== Instructions for the task ==
Search term "single": please copy every line of the records below that contains it.

(Saved entries)
##############################
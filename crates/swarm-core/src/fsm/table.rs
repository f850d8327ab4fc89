//! Agent behaviour table.
//!
//! ```text
//! SEARCHING ──obstacle──▶ OBSTACLE_AVOIDANCE ──clear──▶ SEARCHING
//! SEARCHING ──object──▶ OBJECT_FOUND ──at side──▶ IDLE ──4 sides──▶ PLANNING
//! PLANNING ──▶ TRANSPORTING ──leg done──▶ PLANNING
//! TRANSPORTING ──side vacated──▶ IDLE
//! TRANSPORTING ──object at base──▶ RETURNING_HOME ──at base──▶ SEARCHING
//! ```

use serde::{Deserialize, Serialize};
use std::fmt;

use super::{GuardDomain, StateTable, Transition};

#[derive(Debug, Clone, Copy, PartialEq, Eq, PartialOrd, Ord, Hash, Serialize, Deserialize)]
#[serde(rename_all = "SCREAMING_SNAKE_CASE")]
pub enum AgentState {
    Searching,
    ObstacleAvoidance,
    ObjectFound,
    Idle,
    Planning,
    Transporting,
    ReturningHome,
}

impl AgentState {
    pub const ALL: [AgentState; 7] = [
        AgentState::Searching,
        AgentState::ObstacleAvoidance,
        AgentState::ObjectFound,
        AgentState::Idle,
        AgentState::Planning,
        AgentState::Transporting,
        AgentState::ReturningHome,
    ];
}

impl fmt::Display for AgentState {
    fn fmt(&self, f: &mut fmt::Formatter<'_>) -> fmt::Result {
        let name = match self {
            AgentState::Searching => "SEARCHING",
            AgentState::ObstacleAvoidance => "OBSTACLE_AVOIDANCE",
            AgentState::ObjectFound => "OBJECT_FOUND",
            AgentState::Idle => "IDLE",
            AgentState::Planning => "PLANNING",
            AgentState::Transporting => "TRANSPORTING",
            AgentState::ReturningHome => "RETURNING_HOME",
        };
        f.write_str(name)
    }
}

/// Snapshot of everything the guards look at, sensed once per tick.
#[derive(Debug, Clone, Copy, PartialEq, Eq, Default)]
pub struct GuardInputs {
    pub return_home_requested: bool,
    pub obstacle_nearby: bool,
    pub object_detected: bool,
    pub has_assigned_side: bool,
    pub at_assigned_side: bool,
    pub all_sides_occupied: bool,
    pub trajectory_complete: bool,
    pub object_at_base: bool,
    pub at_base: bool,
}

impl GuardInputs {
    const FLAGS: u32 = 9;

    fn from_bits(bits: u32) -> Self {
        let bit = |n: u32| bits & (1 << n) != 0;
        Self {
            return_home_requested: bit(0),
            obstacle_nearby: bit(1),
            object_detected: bit(2),
            has_assigned_side: bit(3),
            at_assigned_side: bit(4),
            all_sides_occupied: bit(5),
            trajectory_complete: bit(6),
            object_at_base: bit(7),
            at_base: bit(8),
        }
    }
}

impl GuardDomain for GuardInputs {
    fn enumerate() -> Vec<Self> {
        (0..1u32 << Self::FLAGS).map(Self::from_bits).collect()
    }
}

fn return_home(i: &GuardInputs) -> bool {
    i.return_home_requested
}

fn obstacle(i: &GuardInputs) -> bool {
    !i.return_home_requested && i.obstacle_nearby
}

fn object_found(i: &GuardInputs) -> bool {
    !i.return_home_requested
        && !i.obstacle_nearby
        && i.object_detected
        && !i.all_sides_occupied
        && !i.object_at_base
}

fn path_clear(i: &GuardInputs) -> bool {
    !i.obstacle_nearby
}

fn parked(i: &GuardInputs) -> bool {
    i.has_assigned_side && i.at_assigned_side
}

fn no_side_left(i: &GuardInputs) -> bool {
    !i.has_assigned_side && (i.all_sides_occupied || i.object_at_base)
}

fn team_ready(i: &GuardInputs) -> bool {
    i.has_assigned_side && i.all_sides_occupied && !i.object_at_base
}

fn side_lost(i: &GuardInputs) -> bool {
    !i.has_assigned_side
}

fn always(_: &GuardInputs) -> bool {
    true
}

fn delivered(i: &GuardInputs) -> bool {
    i.object_at_base
}

fn side_vacated(i: &GuardInputs) -> bool {
    !i.object_at_base && !i.all_sides_occupied
}

fn leg_done(i: &GuardInputs) -> bool {
    !i.object_at_base && i.all_sides_occupied && i.trajectory_complete
}

fn home(i: &GuardInputs) -> bool {
    i.at_base && !i.object_at_base && !i.return_home_requested
}

/// The transport mission as a state table.
pub fn agent_state_table() -> StateTable<AgentState, GuardInputs> {
    use AgentState::*;

    StateTable::<AgentState, GuardInputs>::builder()
        .ordered(
            Searching,
            vec![
                Transition::new(ReturningHome, return_home, "return_home_requested"),
                Transition::new(ObstacleAvoidance, obstacle, "obstacle_nearby"),
                Transition::new(ObjectFound, object_found, "object_detected"),
            ],
        )
        .single(
            ObstacleAvoidance,
            Transition::new(Searching, path_clear, "path_clear"),
        )
        .ordered(
            ObjectFound,
            vec![
                Transition::new(Idle, parked, "at_assigned_side"),
                Transition::new(Searching, no_side_left, "no_side_left"),
            ],
        )
        .ordered(
            Idle,
            vec![
                Transition::new(Planning, team_ready, "all_sides_occupied"),
                Transition::new(Searching, side_lost, "side_released"),
            ],
        )
        .single(Planning, Transition::new(Transporting, always, "planned"))
        .ordered(
            Transporting,
            vec![
                Transition::new(ReturningHome, delivered, "object_at_base"),
                Transition::new(Idle, side_vacated, "side_vacated"),
                Transition::new(Planning, leg_done, "leg_complete"),
            ],
        )
        .single(ReturningHome, Transition::new(Searching, home, "at_base"))
        .build()
}

#[cfg(test)]
mod tests {
    use super::*;
    use crate::fsm::StateMachine;
    use std::sync::Arc;

    #[test]
    fn test_table_builds_and_covers_every_state() {
        let table = agent_state_table();
        let states: Vec<_> = table.states().collect();
        assert_eq!(states, AgentState::ALL.to_vec());
    }

    #[test]
    fn test_domain_is_exhaustive() {
        let all = GuardInputs::enumerate();
        assert_eq!(all.len(), 512);
        assert_eq!(all[0], GuardInputs::default());
    }

    #[test]
    fn test_searching_priorities() {
        let table = agent_state_table();
        let mut inputs = GuardInputs {
            object_detected: true,
            ..Default::default()
        };
        assert_eq!(
            table.evaluate(AgentState::Searching, &inputs),
            Some(AgentState::ObjectFound)
        );

        inputs.obstacle_nearby = true;
        assert_eq!(
            table.evaluate(AgentState::Searching, &inputs),
            Some(AgentState::ObstacleAvoidance)
        );

        inputs.return_home_requested = true;
        assert_eq!(
            table.evaluate(AgentState::Searching, &inputs),
            Some(AgentState::ReturningHome)
        );

        let crowded = GuardInputs {
            object_detected: true,
            all_sides_occupied: true,
            ..Default::default()
        };
        assert_eq!(table.evaluate(AgentState::Searching, &crowded), None);
    }

    #[test]
    fn test_transport_cycle() {
        let table = agent_state_table();
        let ready = GuardInputs {
            has_assigned_side: true,
            at_assigned_side: true,
            all_sides_occupied: true,
            ..Default::default()
        };
        assert_eq!(table.evaluate(AgentState::Idle, &ready), Some(AgentState::Planning));
        assert_eq!(
            table.evaluate(AgentState::Planning, &ready),
            Some(AgentState::Transporting)
        );
        assert_eq!(table.evaluate(AgentState::Transporting, &ready), None);

        let leg_done = GuardInputs {
            trajectory_complete: true,
            ..ready
        };
        assert_eq!(
            table.evaluate(AgentState::Transporting, &leg_done),
            Some(AgentState::Planning)
        );

        let vacated = GuardInputs {
            all_sides_occupied: false,
            ..ready
        };
        assert_eq!(
            table.evaluate(AgentState::Transporting, &vacated),
            Some(AgentState::Idle)
        );

        let delivered = GuardInputs {
            object_at_base: true,
            ..ready
        };
        assert_eq!(
            table.evaluate(AgentState::Transporting, &delivered),
            Some(AgentState::ReturningHome)
        );
    }

    #[test]
    fn test_transition_pure_for_every_state_and_input() {
        let table = Arc::new(agent_state_table());
        for state in AgentState::ALL {
            let machine = StateMachine::new(Arc::clone(&table), state);
            for inputs in GuardInputs::enumerate() {
                assert_eq!(machine.transition(&inputs), machine.transition(&inputs));
            }
            assert_eq!(machine.current(), state);
        }
    }

    #[test]
    fn test_display_matches_serde() {
        for state in AgentState::ALL {
            let json = serde_json::to_string(&state).unwrap();
            assert_eq!(json, format!("\"{state}\""));
        }
    }
}
//! A* over the occupancy grid.

use std::cmp::Ordering;
use std::collections::{BTreeMap, BinaryHeap};

use super::grid::{Cell, OccupancyGrid};

/// Shortest 8-connected path from `start` to `goal`, both ends included.
///
/// The heuristic is the Manhattan distance. The start cell is always
/// enterable so an object that ended up on a newly blocked cell can still
/// leave it; the goal must be free.
pub fn find_path(grid: &OccupancyGrid, start: Cell, goal: Cell) -> Option<Vec<Cell>> {
    if !grid.in_bounds(start) || !grid.is_free(goal) {
        return None;
    }
    if start == goal {
        return Some(vec![start]);
    }

    let mut best: BTreeMap<Cell, f64> = BTreeMap::new();
    let mut prev: BTreeMap<Cell, Cell> = BTreeMap::new();
    let mut open = BinaryHeap::new();
    let mut order = 0u64;

    best.insert(start, 0.0);
    open.push(Node {
        estimate: start.manhattan(goal) as f64,
        cost: 0.0,
        order,
        cell: start,
    });

    while let Some(Node { cost, cell, .. }) = open.pop() {
        if cell == goal {
            let mut path = vec![goal];
            let mut current = goal;
            while let Some(&p) = prev.get(&current) {
                path.push(p);
                current = p;
            }
            path.reverse();
            return Some(path);
        }

        if best.get(&cell).is_some_and(|&b| cost > b) {
            continue;
        }

        for (next, step) in grid.neighbors8(cell) {
            let next_cost = cost + step;
            let is_better = best.get(&next).map(|&b| next_cost < b).unwrap_or(true);
            if is_better {
                best.insert(next, next_cost);
                prev.insert(next, cell);
                order += 1;
                open.push(Node {
                    estimate: next_cost + next.manhattan(goal) as f64,
                    cost: next_cost,
                    order,
                    cell: next,
                });
            }
        }
    }

    None
}

/// Open-set entry; the heap pops the lowest estimate, oldest first on ties.
struct Node {
    estimate: f64,
    cost: f64,
    order: u64,
    cell: Cell,
}

impl PartialEq for Node {
    fn eq(&self, other: &Self) -> bool {
        self.cmp(other) == Ordering::Equal
    }
}

impl Eq for Node {}

impl PartialOrd for Node {
    fn partial_cmp(&self, other: &Self) -> Option<Ordering> {
        Some(self.cmp(other))
    }
}

impl Ord for Node {
    fn cmp(&self, other: &Self) -> Ordering {
        // Reversed for a min-heap
        other
            .estimate
            .partial_cmp(&self.estimate)
            .unwrap_or(Ordering::Equal)
            .then_with(|| other.order.cmp(&self.order))
    }
}
//! Trust-aware swarm transport engine.
//!
//! A swarm of agents searches for a heavy object, claims the four sides around
//! it and pushes it to a base while some agents lie. Every agent gates the
//! messages it acts on with a context-sensitive trust model that blends its own
//! experience with the reputation held by a shared authority.
//!
//! # Modules
//!
//! - [`trust`]: context threshold, trust records, direct/indirect trust,
//!   authority ledger and the per-agent [`TrustService`]
//! - [`fsm`]: generic guarded state machine and the agent behaviour table
//! - [`agent`]: agent data and per-kind behaviour dispatch
//! - [`communication`]: message types and trust-gated delivery
//! - [`sides`]: mutual-exclusion allocator for the object's four sides
//! - [`planning`]: occupancy grid, A* planner and turn-based trajectories
//! - [`swarm`]: the arena that owns every agent and service and runs ticks

pub mod agent;
pub mod clock;
pub mod communication;
pub mod config;
pub mod environment;
pub mod fsm;
pub mod planning;
pub mod rng;
pub mod sides;
pub mod swarm;
pub mod trust;

pub use agent::{Agent, AgentBehavior, AgentKind, TaskMode};
pub use clock::SimClock;
pub use communication::{
    BehaviorRequest, CommunicationController, Message, MessageContent, MessageResponse,
    Recipients, StatusReport,
};
pub use config::{ConfigError, RobotConfig, SimulationConfig, SwarmConfig};
pub use environment::{Environment, EnvironmentConfig, Rect, TransportObject};
pub use fsm::{AgentState, GuardInputs, StateHooks, StateMachine, StateTable, Step, Transition};
pub use planning::{Cell, OccupancyGrid, PlanningConfig, PlanningController, TrajectoryStep};
pub use rng::SimRng;
pub use sides::{ObjectSide, OccupiedSidesHandler, NEEDED_ROBOTS};
pub use swarm::{CoordinationStatus, ExportError, RunSummary, StateChange, Swarm, TickReport};
pub use trust::{
    erosion, Authority, AuthorityConfig, ContextInformation, ContextWeights, DirectTrust,
    IndirectTrust, PeerOpinions, TrustComponent, TrustConstants, TrustRecord, TrustService,
};

pub use swarm_events as events;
##############################
== Task output ==
        .single(
        .single(Planning, Transition::new(Transporting, always, "planned"))
        .single(ReturningHome, Transition::new(Searching, home, "at_base"))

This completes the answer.